2011-05-01

Diet plan: Colour-coded foods

Eating a colourful platter of food not only enhances one's wellbeing but also reduces the risk of chronic diseases. The bright red hue of ripe of tomatoes, greenish-yellow tinge of bananas and the reddish-orange glow of carrots are all virtual labels based on colours, as they tell us exactly what we are ingesting, nutrition-wise.

The goodness of these fruits and vegetables is derived from compounds known as phytochemicals. Phytochemicals are neither vitamins nor minerals, but their characteristics, functions and importance are quite similar to these nutrients. Phytochemicals are plant-based compounds that act as hormones or antioxidants in our system.

Phytochemicals are especially good in the prevention and fight against cancer. The National Cancer Institute recommends a Five-a-Day for Better Health programme by using the colours to highlight the phytochemical content of fruits and vegetables. They recommend approximately five to nine serving of fruits and vegetables daily. This is based on the fact that the recommended daily allowance of fruits and vegetables to combat cancer and other chronic illnesses is 400–600g/day.

Phytochemicals are not found in processed foods. They are found in whole grain and unrefined foods, legumes, nuts, seeds, fruits and vegetables. Here's a rough guide to how you can use your food colour palette to better health:

Green

Green foods, e.g. broccoli, spinach, cabbage, green peppers, Brussels sprouts, etc., contain glucosinolates, which help in breaking down cancer causing chemicals.

White–green

Spring onions, white onions, garlic, and other white foods that combine some element of green, contain allyl sulphides, which help protect cells and the heart, strengthen the immune system while lowering the risk of cancer.

Yellow-green

Foods that are a bright yellow, such as corn, yellow bell peppers, saffron, etc., contain zeaxanthin, which helps maintain eye health. Some studies suggest that this compound helps fight age related macular degeneration of the eye. Some green foods, e.g. green peas and avocados, also contain this compound.

Yellow-orange

These foods contain flavonoids, which help boost the immune system, maintain healthy vision, protect cells and reduce the risk of heart disease and cancer.
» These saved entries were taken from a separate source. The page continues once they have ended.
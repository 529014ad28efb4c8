pub mod mirror;

pub use mirror::SessionMirror;

use serde::Serialize;
use std::sync::Arc;
use thiserror::Error;

use crate::logging::LogSink;
use crate::player::{PlaybackState, SimulatedPlayer};

/// Tag used for diagnostics emitted through the log sink
const TAG: &str = "MediaSession";

/// Transport actions a session advertises to external controllers
#[derive(Debug, Clone, Copy, PartialEq, Eq, Serialize)]
pub struct SessionActions {
    pub play: bool,
    pub pause: bool,
    pub play_pause: bool,
    pub stop: bool,
    pub seek: bool,
}

impl SessionActions {
    /// Actions advertised while paused
    pub fn while_paused() -> Self {
        Self {
            play: true,
            pause: false,
            play_pause: true,
            stop: true,
            seek: true,
        }
    }

    /// Actions advertised while playing
    pub fn while_playing() -> Self {
        Self {
            play: false,
            pause: true,
            play_pause: true,
            stop: true,
            seek: true,
        }
    }
}

/// Metadata of the media item the session reports
#[derive(Debug, Clone, Default, Serialize)]
pub struct MediaMetadata {
    pub title: Option<String>,
    pub artist: Option<String>,
    /// `None` means unbounded media
    pub duration_ms: Option<u64>,
}

/// Externally-visible view of a session at a point in time
#[derive(Debug, Clone, Serialize)]
pub struct SessionSnapshot {
    pub active: bool,
    pub state: PlaybackState,
    pub position_ms: u64,
    pub actions: SessionActions,
    pub metadata: MediaMetadata,
}

/// Platform-level media session mirroring the simulator's state
///
/// External controllers read this instead of the player itself. It is kept
/// in sync by a [`SessionMirror`] registered as a playback listener.
pub struct MediaSession {
    metadata: MediaMetadata,
    state: PlaybackState,
    position_ms: u64,
    actions: SessionActions,
    active: bool,
    logger: Arc<dyn LogSink>,
}

impl MediaSession {
    /// Create an inactive session reporting Paused at position 0
    pub fn new(metadata: MediaMetadata, logger: Arc<dyn LogSink>) -> Self {
        Self {
            metadata,
            state: PlaybackState::Paused,
            position_ms: 0,
            actions: SessionActions::while_paused(),
            active: false,
            logger,
        }
    }

    /// Mark the session visible (or invisible) to external controllers
    pub fn set_active(&mut self, active: bool) {
        self.logger
            .log(TAG, if active { "activated" } else { "deactivated" });
        self.active = active;
    }

    pub fn is_active(&self) -> bool {
        self.active
    }

    /// Update the reported state and position, switching the action set
    pub fn set_playback(&mut self, state: PlaybackState, position_ms: u64) {
        self.state = state;
        self.position_ms = position_ms;
        self.actions = match state {
            PlaybackState::Paused => SessionActions::while_paused(),
            PlaybackState::Playing => SessionActions::while_playing(),
        };
    }

    /// Update only the reported position
    pub fn set_position(&mut self, position_ms: u64) {
        self.position_ms = position_ms;
    }

    /// Replace the reported metadata
    pub fn set_metadata(&mut self, metadata: MediaMetadata) {
        self.metadata = metadata;
    }

    pub fn state(&self) -> PlaybackState {
        self.state
    }

    pub fn position_ms(&self) -> u64 {
        self.position_ms
    }

    pub fn actions(&self) -> SessionActions {
        self.actions
    }

    /// Current externally-visible view
    pub fn snapshot(&self) -> SessionSnapshot {
        SessionSnapshot {
            active: self.active,
            state: self.state,
            position_ms: self.position_ms,
            actions: self.actions,
            metadata: self.metadata.clone(),
        }
    }
}

/// Transport command issued by an external controller
#[derive(Debug, Clone, Copy, PartialEq, Eq)]
pub enum SessionCommand {
    Play,
    Pause,
    /// Mapped to `pause`; the simulator has no stopped state
    Stop,
    SeekTo(u64),
}

/// Error parsing a transport command
#[derive(Debug, Error)]
pub enum CommandError {
    #[error("unknown command: {0}")]
    Unknown(String),
    #[error("seek requires a position in milliseconds")]
    MissingSeekPosition,
    #[error("invalid seek position: {0}")]
    InvalidSeekPosition(String),
}

impl SessionCommand {
    /// Parse a textual transport command: `play`, `pause`, `stop`,
    /// or `seek <ms>`
    pub fn parse(input: &str) -> Result<Self, CommandError> {
        let mut parts = input.split_whitespace();
        let command = parts.next().unwrap_or("");
        match command {
            "play" => Ok(SessionCommand::Play),
            "pause" => Ok(SessionCommand::Pause),
            "stop" => Ok(SessionCommand::Stop),
            "seek" => {
                let position = parts.next().ok_or(CommandError::MissingSeekPosition)?;
                let position = position
                    .parse::<u64>()
                    .map_err(|_| CommandError::InvalidSeekPosition(position.to_string()))?;
                Ok(SessionCommand::SeekTo(position))
            }
            other => Err(CommandError::Unknown(other.to_string())),
        }
    }

    /// Route this command into the player, logging it first
    ///
    /// Callers must not hold the session lock here: the player notifies
    /// its listeners synchronously, and the session mirror takes that
    /// lock while handling them.
    pub fn dispatch(&self, player: &mut SimulatedPlayer, logger: &dyn LogSink) {
        match self {
            SessionCommand::Play => {
                logger.log(TAG, "onPlay");
                player.play();
            }
            SessionCommand::Pause => {
                logger.log(TAG, "onPause");
                player.pause();
            }
            SessionCommand::Stop => {
                logger.log(TAG, "onStop");
                player.pause();
            }
            SessionCommand::SeekTo(position_ms) => {
                logger.log(TAG, &format!("onSeekTo {}", position_ms));
                player.seek_to(*position_ms);
            }
        }
    }
}
pub mod clock;
pub mod scheduler;

pub use clock::{Clock, MockClock, MonotonicClock};
pub use scheduler::{MockScheduler, ScheduledTask, TickCallback, TickScheduler, TokioScheduler};
use chrono::Local;
use std::collections::VecDeque;
use std::sync::{Arc, Mutex};
use tracing::debug;

/// Maximum entries kept in the in-memory log
const MAX_LOG_ENTRIES: usize = 1000;

/// Fire-and-forget diagnostics sink consumed by the player and session
///
/// Implementations must never fail the caller.
pub trait LogSink: Send + Sync {
    fn log(&self, tag: &str, message: &str);
}

/// Sink that forwards everything to the `tracing` subscriber
#[derive(Debug, Clone, Copy, Default)]
pub struct TracingSink;

impl LogSink for TracingSink {
    fn log(&self, tag: &str, message: &str) {
        debug!("{}: {}", tag, message);
    }
}

/// In-memory log pane holding timestamped entries, newest first
///
/// Entries are formatted as `[Thh:mm:ss.mmm] tag.message` with a local,
/// time-only timestamp. Cloning shares the buffer, so a frontend can keep
/// a handle while the player owns its own copy. Every entry is also
/// forwarded to `tracing`.
#[derive(Clone, Default)]
pub struct LogBuffer {
    entries: Arc<Mutex<VecDeque<String>>>,
}

impl LogBuffer {
    /// Create an empty buffer
    pub fn new() -> Self {
        Self::default()
    }

    /// Entries, newest first
    pub fn entries(&self) -> Vec<String> {
        self.entries.lock().unwrap().iter().cloned().collect()
    }

    /// All entries joined with newlines, newest first
    pub fn render(&self) -> String {
        let entries = self.entries.lock().unwrap();
        let mut out = String::new();
        for entry in entries.iter() {
            out.push_str(entry);
            out.push('\n');
        }
        out
    }

    /// Drop every entry
    pub fn clear(&self) {
        self.entries.lock().unwrap().clear();
    }
}

impl LogSink for LogBuffer {
    fn log(&self, tag: &str, message: &str) {
        let timestamp = Local::now().format("T%H:%M:%S%.3f");
        let line = format!("[{}] {}.{}", timestamp, tag, message);

        let mut entries = self.entries.lock().unwrap();
        entries.push_front(line);
        entries.truncate(MAX_LOG_ENTRIES);
        drop(entries);

        debug!("{}: {}", tag, message);
    }
}

#[cfg(test)]
mod tests {
    use super::*;

    #[test]
    fn test_log_buffer_is_newest_first() {
        let log = LogBuffer::new();
        log.log("Player", "first");
        log.log("Player", "second");

        let entries = log.entries();
        assert_eq!(entries.len(), 2);
        assert!(entries[0].ends_with("Player.second"));
        assert!(entries[1].ends_with("Player.first"));
    }

    #[test]
    fn test_log_buffer_entry_format() {
        let log = LogBuffer::new();
        log.log("MediaSession", "command: play");

        let entries = log.entries();
        // [Thh:mm:ss.mmm] tag.message
        assert!(entries[0].starts_with("[T"));
        assert!(entries[0].contains("] MediaSession.command: play"));
    }

    #[test]
    fn test_log_buffer_clear() {
        let log = LogBuffer::new();
        log.log("Player", "noise");
        log.clear();
        assert!(log.entries().is_empty());
        assert_eq!(log.render(), "");
    }

    #[test]
    fn test_log_buffer_caps_entries() {
        let log = LogBuffer::new();
        for i in 0..(MAX_LOG_ENTRIES + 10) {
            log.log("Player", &format!("entry {}", i));
        }
        assert_eq!(log.entries().len(), MAX_LOG_ENTRIES);
        // Newest entry survives the cap
        assert!(log.entries()[0].ends_with(&format!("entry {}", MAX_LOG_ENTRIES + 9)));
    }

    #[test]
    fn test_tracing_sink_never_fails_the_caller() {
        // No subscriber installed; the call must still be a no-op success
        TracingSink.log("SimulatedPlayer", "play: already playing");
    }

    #[test]
    fn test_clones_share_the_buffer() {
        let log = LogBuffer::new();
        let handle = log.clone();
        handle.log("Player", "shared");
        assert_eq!(log.entries().len(), 1);
    }
}
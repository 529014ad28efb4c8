use std::collections::BTreeMap;
use std::sync::{Arc, Mutex};
use std::time::Duration;
use tokio::task::JoinHandle;
use tracing::debug;

/// Callback invoked on every scheduled tick
pub type TickCallback = Arc<dyn Fn() + Send + Sync>;

/// Handle to a scheduled periodic task
pub trait ScheduledTask: Send {
    /// Stop the task; no further ticks are scheduled after this returns
    fn cancel(&self);
}

/// Periodic callback scheduling with cancellation
pub trait TickScheduler: Send + Sync {
    /// Invoke `tick` every `interval` until the returned task is cancelled
    fn schedule_repeating(&self, interval: Duration, tick: TickCallback) -> Box<dyn ScheduledTask>;
}

/// Production scheduler backed by a tokio timer task
pub struct TokioScheduler {
    runtime: tokio::runtime::Handle,
}

impl TokioScheduler {
    /// Create a scheduler on the current tokio runtime
    ///
    /// Panics outside of a runtime context; use [`TokioScheduler::with_handle`]
    /// to schedule onto an explicit runtime.
    pub fn new() -> Self {
        Self {
            runtime: tokio::runtime::Handle::current(),
        }
    }

    /// Create a scheduler on a specific runtime
    pub fn with_handle(runtime: tokio::runtime::Handle) -> Self {
        Self { runtime }
    }
}

impl TickScheduler for TokioScheduler {
    fn schedule_repeating(&self, interval: Duration, tick: TickCallback) -> Box<dyn ScheduledTask> {
        debug!("scheduling periodic tick every {:?}", interval);
        let handle = self.runtime.spawn(async move {
            // First fire happens one full interval after scheduling
            let start = tokio::time::Instant::now() + interval;
            let mut ticker = tokio::time::interval_at(start, interval);
            ticker.set_missed_tick_behavior(tokio::time::MissedTickBehavior::Delay);
            loop {
                ticker.tick().await;
                tick();
            }
        });
        Box::new(TokioTask { handle })
    }
}

struct TokioTask {
    handle: JoinHandle<()>,
}

impl ScheduledTask for TokioTask {
    fn cancel(&self) {
        self.handle.abort();
    }
}

/// Mock scheduler for testing without timers
///
/// Ticks never fire on their own; tests drive them with [`MockScheduler::fire_all`].
/// Cloning shares the task table.
#[derive(Clone, Default)]
pub struct MockScheduler {
    inner: Arc<Mutex<MockSchedulerInner>>,
}

#[derive(Default)]
struct MockSchedulerInner {
    next_id: u64,
    tasks: BTreeMap<u64, MockEntry>,
}

struct MockEntry {
    interval: Duration,
    tick: TickCallback,
}

impl MockScheduler {
    /// Create an empty mock scheduler
    pub fn new() -> Self {
        Self::default()
    }

    /// Number of currently scheduled (not cancelled) tasks
    pub fn active_tasks(&self) -> usize {
        self.inner.lock().unwrap().tasks.len()
    }

    /// Intervals of the currently scheduled tasks, in scheduling order
    pub fn intervals(&self) -> Vec<Duration> {
        self.inner
            .lock()
            .unwrap()
            .tasks
            .values()
            .map(|entry| entry.interval)
            .collect()
    }

    /// Snapshot the scheduled callbacks, in scheduling order
    ///
    /// A snapshot taken before a cancel can still be invoked afterwards,
    /// which lets tests replay a tick that was already in flight when
    /// cancellation raced with it.
    pub fn callbacks(&self) -> Vec<TickCallback> {
        self.inner
            .lock()
            .unwrap()
            .tasks
            .values()
            .map(|entry| Arc::clone(&entry.tick))
            .collect()
    }

    /// Fire every scheduled task once
    pub fn fire_all(&self) {
        for tick in self.callbacks() {
            tick();
        }
    }
}

impl TickScheduler for MockScheduler {
    fn schedule_repeating(&self, interval: Duration, tick: TickCallback) -> Box<dyn ScheduledTask> {
        let mut inner = self.inner.lock().unwrap();
        let id = inner.next_id;
        inner.next_id += 1;
        inner.tasks.insert(id, MockEntry { interval, tick });
        Box::new(MockTask {
            id,
            inner: Arc::clone(&self.inner),
        })
    }
}

struct MockTask {
    id: u64,
    inner: Arc<Mutex<MockSchedulerInner>>,
}

impl ScheduledTask for MockTask {
    fn cancel(&self) {
        self.inner.lock().unwrap().tasks.remove(&self.id);
    }
}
E.g. apricots, peaches, papayas, carrots, pumpkins, etc., are good examples.

Orange

Oranges, carrots, sweet potatoes, mangoes, etc., contain beta carotene, which helps in maintaining healthy vision and slowing down cancer by improving cell–to–cell communication.

Red

Foods that fall towards the red end of the spectrum contain lycopene which helps reduce cancer risk. Tomatoes, watermelons, red apples, pink grapefruits, red bell peppers, etc., are good sources of lycopene.

Red-purple

Reddish-purple foods such as cherries, raspberries, red grapes, strawberries, raspberries, etc., contain anthocyanins, which help prevent heart disease, reduce cancer risk as well as prevent neurological disorders.

Blue-purple

These foods contain antioxidants that fight free radicals to help prevent cancer. Blueberries, plums, eggplant, prunes, etc., are all loaded with anti-oxidants.
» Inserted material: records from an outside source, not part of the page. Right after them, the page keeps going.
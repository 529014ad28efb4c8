use std::sync::{Arc, Mutex};

use crate::player::{PlaybackListener, PlaybackState};
use crate::session::MediaSession;

/// Playback listener that keeps a [`MediaSession`] in sync with the player
///
/// State changes update the session's reported state, position, and action
/// set; progress ticks refresh the reported position. The mirror tracks
/// the last broadcast position itself, so a state change can report it
/// without calling back into the player (the player's lock is held while
/// listeners run).
pub struct SessionMirror {
    session: Arc<Mutex<MediaSession>>,
    last_position: u64,
}

impl SessionMirror {
    pub fn new(session: Arc<Mutex<MediaSession>>) -> Self {
        Self {
            session,
            last_position: 0,
        }
    }
}

impl PlaybackListener for SessionMirror {
    fn on_state_changed(&mut self, new_state: PlaybackState) {
        self.session
            .lock()
            .unwrap()
            .set_playback(new_state, self.last_position);
    }

    fn on_progress_updated(&mut self, position_ms: u64) {
        self.last_position = position_ms;
        self.session.lock().unwrap().set_position(position_ms);
    }
}
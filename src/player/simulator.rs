use std::sync::{Arc, Mutex};

use crate::logging::LogSink;
use crate::player::{PlaybackListener, PlaybackState, PlayerSnapshot, SimulatorConfig};
use crate::timer::{Clock, ScheduledTask, TickCallback, TickScheduler};

/// Tag used for diagnostics emitted through the log sink
const TAG: &str = "SimulatedPlayer";

/// Very simple playback simulator
///
/// Starts paused at position 0. While playing, a periodic tick re-derives
/// the position from a timestamp captured at the last `play` or `seek_to`
/// and broadcasts it to every registered listener. State-changing methods
/// no-op (with a diagnostic) when already in the requested state.
///
/// All state lives behind one mutex shared with the tick task, so direct
/// calls and timer ticks are serialized against each other. Listeners are
/// invoked while that lock is held; they must not call back into the
/// player.
pub struct SimulatedPlayer {
    shared: Arc<Mutex<PlayerShared>>,
    clock: Arc<dyn Clock>,
    scheduler: Arc<dyn TickScheduler>,
    logger: Arc<dyn LogSink>,
    config: SimulatorConfig,
    /// Handle for the periodic update loop; `Some` iff state is Playing
    tick_task: Option<Box<dyn ScheduledTask>>,
    released: bool,
}

struct PlayerShared {
    state: PlaybackState,
    current_position: u64,
    /// Position captured at the start of the current playing span
    span_base: u64,
    /// Clock reading captured at the last play or seek
    last_timestamp: u64,
    listeners: Vec<Box<dyn PlaybackListener>>,
}

impl SimulatedPlayer {
    /// Create a paused player at position 0
    pub fn new(
        clock: Arc<dyn Clock>,
        scheduler: Arc<dyn TickScheduler>,
        logger: Arc<dyn LogSink>,
        config: SimulatorConfig,
    ) -> Self {
        Self {
            shared: Arc::new(Mutex::new(PlayerShared {
                state: PlaybackState::Paused,
                current_position: 0,
                span_base: 0,
                last_timestamp: 0,
                listeners: Vec::new(),
            })),
            clock,
            scheduler,
            logger,
            config,
            tick_task: None,
            released: false,
        }
    }

    /// Register a listener; registration order is notification order
    ///
    /// No deduplication is performed: a listener registered twice receives
    /// every event twice.
    pub fn add_playback_listener(&mut self, listener: Box<dyn PlaybackListener>) {
        if self.released {
            self.logger.log(TAG, "add_playback_listener: player is released");
            return;
        }
        self.shared.lock().unwrap().listeners.push(listener);
    }

    /// Start playback; no-op when already playing
    pub fn play(&mut self) {
        if self.released {
            self.logger.log(TAG, "play: player is released");
            return;
        }

        {
            let mut shared = self.shared.lock().unwrap();
            if shared.state == PlaybackState::Playing {
                self.logger.log(TAG, "play: already playing");
                return;
            }

            // Fresh anchor so the first tick's delta is measured from here
            shared.last_timestamp = self.clock.now_ms();
            shared.span_base = shared.current_position;
            shared.state = PlaybackState::Playing;
            for listener in &mut shared.listeners {
                listener.on_state_changed(PlaybackState::Playing);
            }
        }

        let shared = Arc::clone(&self.shared);
        let clock = Arc::clone(&self.clock);
        let logger = Arc::clone(&self.logger);
        let tick: TickCallback = Arc::new(move || {
            let mut shared = shared.lock().unwrap();
            advance_position(&mut shared, clock.as_ref(), logger.as_ref());
        });
        self.tick_task = Some(
            self.scheduler
                .schedule_repeating(self.config.tick_interval, tick),
        );
    }

    /// Pause playback; no-op when already paused
    ///
    /// Performs one final position update (with its progress broadcast)
    /// before the loop stops, so no in-flight progress is lost.
    pub fn pause(&mut self) {
        if self.released {
            self.logger.log(TAG, "pause: player is released");
            return;
        }

        {
            let mut shared = self.shared.lock().unwrap();
            if shared.state == PlaybackState::Paused {
                self.logger.log(TAG, "pause: already paused");
                return;
            }

            // One last update.
            advance_position(&mut shared, self.clock.as_ref(), self.logger.as_ref());
            shared.state = PlaybackState::Paused;
            for listener in &mut shared.listeners {
                listener.on_state_changed(PlaybackState::Paused);
            }
        }

        if let Some(task) = self.tick_task.take() {
            task.cancel();
        }
    }

    /// Jump to an absolute position without changing the playback state
    ///
    /// Clamped to the configured duration when one is set. Resets the
    /// timing anchor, so subsequent ticks measure from the seek point.
    pub fn seek_to(&mut self, position_ms: u64) {
        if self.released {
            self.logger.log(TAG, "seek_to: player is released");
            return;
        }

        let target = match self.config.duration_ms {
            Some(duration) => position_ms.min(duration),
            None => position_ms,
        };

        let mut shared = self.shared.lock().unwrap();
        shared.current_position = target;
        shared.span_base = target;
        shared.last_timestamp = self.clock.now_ms();
        for listener in &mut shared.listeners {
            listener.on_progress_updated(target);
        }
    }

    /// Stop the loop, drop every listener, and make the player inert
    ///
    /// Further operations are warn-logged no-ops; no listener receives any
    /// event after this returns.
    pub fn release(&mut self) {
        if self.released {
            self.logger.log(TAG, "release: already released");
            return;
        }

        if let Some(task) = self.tick_task.take() {
            task.cancel();
        }

        let mut shared = self.shared.lock().unwrap();
        shared.state = PlaybackState::Paused;
        shared.listeners.clear();
        drop(shared);

        self.released = true;
    }

    /// Current playback position in milliseconds
    pub fn current_position(&self) -> u64 {
        self.shared.lock().unwrap().current_position
    }

    /// Current playback state
    pub fn playback_state(&self) -> PlaybackState {
        self.shared.lock().unwrap().state
    }

    /// Current `{state, position}` pair
    pub fn snapshot(&self) -> PlayerSnapshot {
        let shared = self.shared.lock().unwrap();
        PlayerSnapshot {
            state: shared.state,
            position_ms: shared.current_position,
        }
    }
}

impl Drop for SimulatedPlayer {
    fn drop(&mut self) {
        if let Some(task) = self.tick_task.take() {
            task.cancel();
        }
    }
}

/// Re-derive the position from the span anchor and broadcast it
///
/// The delta is always measured against the timestamp captured at the last
/// play or seek, never against the previous tick, so replaying a tick with
/// the same clock reading is idempotent.
fn advance_position(shared: &mut PlayerShared, clock: &dyn Clock, logger: &dyn LogSink) {
    if shared.state != PlaybackState::Playing {
        // A pause or release won the race against this tick
        logger.log(TAG, "tick: state is not Playing");
        return;
    }

    let elapsed = clock.now_ms().saturating_sub(shared.last_timestamp);
    shared.current_position = shared.span_base + elapsed;
    let position = shared.current_position;
    for listener in &mut shared.listeners {
        listener.on_progress_updated(position);
    }
}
Try to include at least one serving from as many of the above categories to your daily menu to fulfil your daily requirement while reaping the benefits of phytochemicals. There are thousands of phytochemicals that are not categorised above and you can get them by consuming unrefined foods, whole grains, soybeans, legumes, nuts and obviously fruits and vegetables. Adding colour to your diet isn't all that difficult; below are a couple of tips to help you out:

•    You can start by adding some banana slices, grapes, dried raspberries or the likes to your breakfast cereal or yoghurt.

•    Instead of having processed, readymade fruit and vegetable juices, bring that old juicer out from the store and make fresh, tasty juice for yourself as well as your family. Orange and carrot with a dash of strawberries is a tasty combo to begin with; apples, strawberries, lemon and mint is a favourite amongst the Middle Eastern community and aids digestion as well.

•    Instead of ordering a side of fries, rice or potatoes, opt for a green, colourful salad instead.

•    Replace chips with cucumber sticks, baby corn or baby carrots, seeds or nuts whenever you have an urge to snack.
•    Always keep some fruit at hand.

•    Fruit smoothies can be made either with juice, milk or yoghurt with a wide variety of fruits. This way you can easily reach the target of five or more servings of fruits and vegetables every day.